AIM OF THE EXERCISE: Begin at the first line below and copy each line exactly, ending with the line where "trimming; nothing written." appears.

>>>>

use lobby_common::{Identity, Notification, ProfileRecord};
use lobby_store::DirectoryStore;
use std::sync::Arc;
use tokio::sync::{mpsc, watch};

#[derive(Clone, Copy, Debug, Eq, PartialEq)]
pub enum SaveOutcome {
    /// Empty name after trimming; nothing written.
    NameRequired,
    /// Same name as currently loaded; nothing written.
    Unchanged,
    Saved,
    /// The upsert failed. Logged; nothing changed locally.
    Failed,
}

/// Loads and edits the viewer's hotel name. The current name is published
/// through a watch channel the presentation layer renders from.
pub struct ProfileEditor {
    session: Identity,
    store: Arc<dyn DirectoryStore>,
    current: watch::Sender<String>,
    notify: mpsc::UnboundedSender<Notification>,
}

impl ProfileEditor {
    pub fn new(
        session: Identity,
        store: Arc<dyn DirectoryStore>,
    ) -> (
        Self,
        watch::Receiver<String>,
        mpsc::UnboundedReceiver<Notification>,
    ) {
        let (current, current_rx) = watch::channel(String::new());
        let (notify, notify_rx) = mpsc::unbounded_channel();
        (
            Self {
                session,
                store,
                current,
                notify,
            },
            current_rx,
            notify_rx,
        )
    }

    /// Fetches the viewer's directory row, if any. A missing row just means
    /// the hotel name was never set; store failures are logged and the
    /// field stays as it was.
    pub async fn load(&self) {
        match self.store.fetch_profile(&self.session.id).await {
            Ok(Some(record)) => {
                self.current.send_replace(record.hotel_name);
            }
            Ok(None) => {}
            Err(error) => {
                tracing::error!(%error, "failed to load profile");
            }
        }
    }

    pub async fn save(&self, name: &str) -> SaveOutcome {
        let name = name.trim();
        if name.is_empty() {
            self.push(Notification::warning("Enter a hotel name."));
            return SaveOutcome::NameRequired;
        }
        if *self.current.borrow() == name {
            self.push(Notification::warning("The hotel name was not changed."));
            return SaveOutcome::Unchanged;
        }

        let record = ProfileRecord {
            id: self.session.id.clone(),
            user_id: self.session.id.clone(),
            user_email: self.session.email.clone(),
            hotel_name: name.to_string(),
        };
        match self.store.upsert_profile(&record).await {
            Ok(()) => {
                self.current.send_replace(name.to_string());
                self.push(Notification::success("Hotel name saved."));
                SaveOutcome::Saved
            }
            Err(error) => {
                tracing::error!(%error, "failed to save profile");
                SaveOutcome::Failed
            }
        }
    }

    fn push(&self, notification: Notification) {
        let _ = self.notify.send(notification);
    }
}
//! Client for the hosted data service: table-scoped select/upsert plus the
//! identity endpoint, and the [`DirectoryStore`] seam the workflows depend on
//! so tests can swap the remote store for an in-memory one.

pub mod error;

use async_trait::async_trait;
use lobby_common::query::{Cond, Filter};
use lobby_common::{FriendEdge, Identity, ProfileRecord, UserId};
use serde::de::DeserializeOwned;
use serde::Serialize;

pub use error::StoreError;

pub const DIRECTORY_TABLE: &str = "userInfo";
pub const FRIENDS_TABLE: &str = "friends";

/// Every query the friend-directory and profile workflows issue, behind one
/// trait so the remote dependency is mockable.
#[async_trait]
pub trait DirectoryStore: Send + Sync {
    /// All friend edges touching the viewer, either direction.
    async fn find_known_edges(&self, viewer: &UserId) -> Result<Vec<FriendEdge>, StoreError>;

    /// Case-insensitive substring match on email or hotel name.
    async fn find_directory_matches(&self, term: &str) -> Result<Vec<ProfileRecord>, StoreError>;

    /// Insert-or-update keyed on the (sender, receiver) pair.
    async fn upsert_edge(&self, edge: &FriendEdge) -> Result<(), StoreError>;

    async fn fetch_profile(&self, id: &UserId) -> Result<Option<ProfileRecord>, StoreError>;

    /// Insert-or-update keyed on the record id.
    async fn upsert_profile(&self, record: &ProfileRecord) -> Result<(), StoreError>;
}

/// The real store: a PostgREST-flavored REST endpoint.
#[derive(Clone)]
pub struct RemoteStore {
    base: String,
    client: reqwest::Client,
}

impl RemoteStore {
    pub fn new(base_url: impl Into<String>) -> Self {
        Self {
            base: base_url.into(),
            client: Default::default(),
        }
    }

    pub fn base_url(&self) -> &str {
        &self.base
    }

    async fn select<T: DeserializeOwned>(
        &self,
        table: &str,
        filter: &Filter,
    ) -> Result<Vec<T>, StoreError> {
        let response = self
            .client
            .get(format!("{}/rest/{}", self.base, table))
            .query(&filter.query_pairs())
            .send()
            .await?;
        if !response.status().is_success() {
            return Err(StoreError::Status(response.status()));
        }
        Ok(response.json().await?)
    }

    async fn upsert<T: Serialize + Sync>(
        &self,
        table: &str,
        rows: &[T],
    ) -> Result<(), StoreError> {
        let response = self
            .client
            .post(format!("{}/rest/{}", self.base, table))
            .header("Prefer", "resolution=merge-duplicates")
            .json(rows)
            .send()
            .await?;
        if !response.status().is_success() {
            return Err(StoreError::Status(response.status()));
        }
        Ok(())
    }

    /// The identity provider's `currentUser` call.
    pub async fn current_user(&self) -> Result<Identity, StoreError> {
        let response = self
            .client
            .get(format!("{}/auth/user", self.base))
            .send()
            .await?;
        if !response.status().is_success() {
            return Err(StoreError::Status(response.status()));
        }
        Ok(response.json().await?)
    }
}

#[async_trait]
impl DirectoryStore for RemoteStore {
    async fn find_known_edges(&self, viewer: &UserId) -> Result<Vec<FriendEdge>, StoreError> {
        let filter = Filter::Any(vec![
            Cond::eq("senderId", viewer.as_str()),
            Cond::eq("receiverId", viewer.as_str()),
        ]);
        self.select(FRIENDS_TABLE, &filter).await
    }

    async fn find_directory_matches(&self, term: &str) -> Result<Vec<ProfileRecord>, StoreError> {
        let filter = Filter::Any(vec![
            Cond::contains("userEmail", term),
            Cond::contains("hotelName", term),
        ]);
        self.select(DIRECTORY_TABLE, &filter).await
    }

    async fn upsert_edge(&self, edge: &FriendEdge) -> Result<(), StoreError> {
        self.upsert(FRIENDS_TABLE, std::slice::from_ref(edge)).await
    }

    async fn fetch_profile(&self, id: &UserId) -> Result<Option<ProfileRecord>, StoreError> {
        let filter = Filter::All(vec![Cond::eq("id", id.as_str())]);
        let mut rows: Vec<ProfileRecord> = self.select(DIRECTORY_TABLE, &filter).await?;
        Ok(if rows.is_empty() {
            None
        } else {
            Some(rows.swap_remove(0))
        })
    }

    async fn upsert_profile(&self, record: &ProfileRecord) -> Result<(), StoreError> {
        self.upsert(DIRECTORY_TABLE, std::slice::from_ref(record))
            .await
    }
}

<<<<

RESULT:
use lobby_common::{Identity, Notification, ProfileRecord};
use lobby_store::DirectoryStore;
use std::sync::Arc;
use tokio::sync::{mpsc, watch};

#[derive(Clone, Copy, Debug, Eq, PartialEq)]
pub enum SaveOutcome {
    /// Empty name after trimming; nothing written.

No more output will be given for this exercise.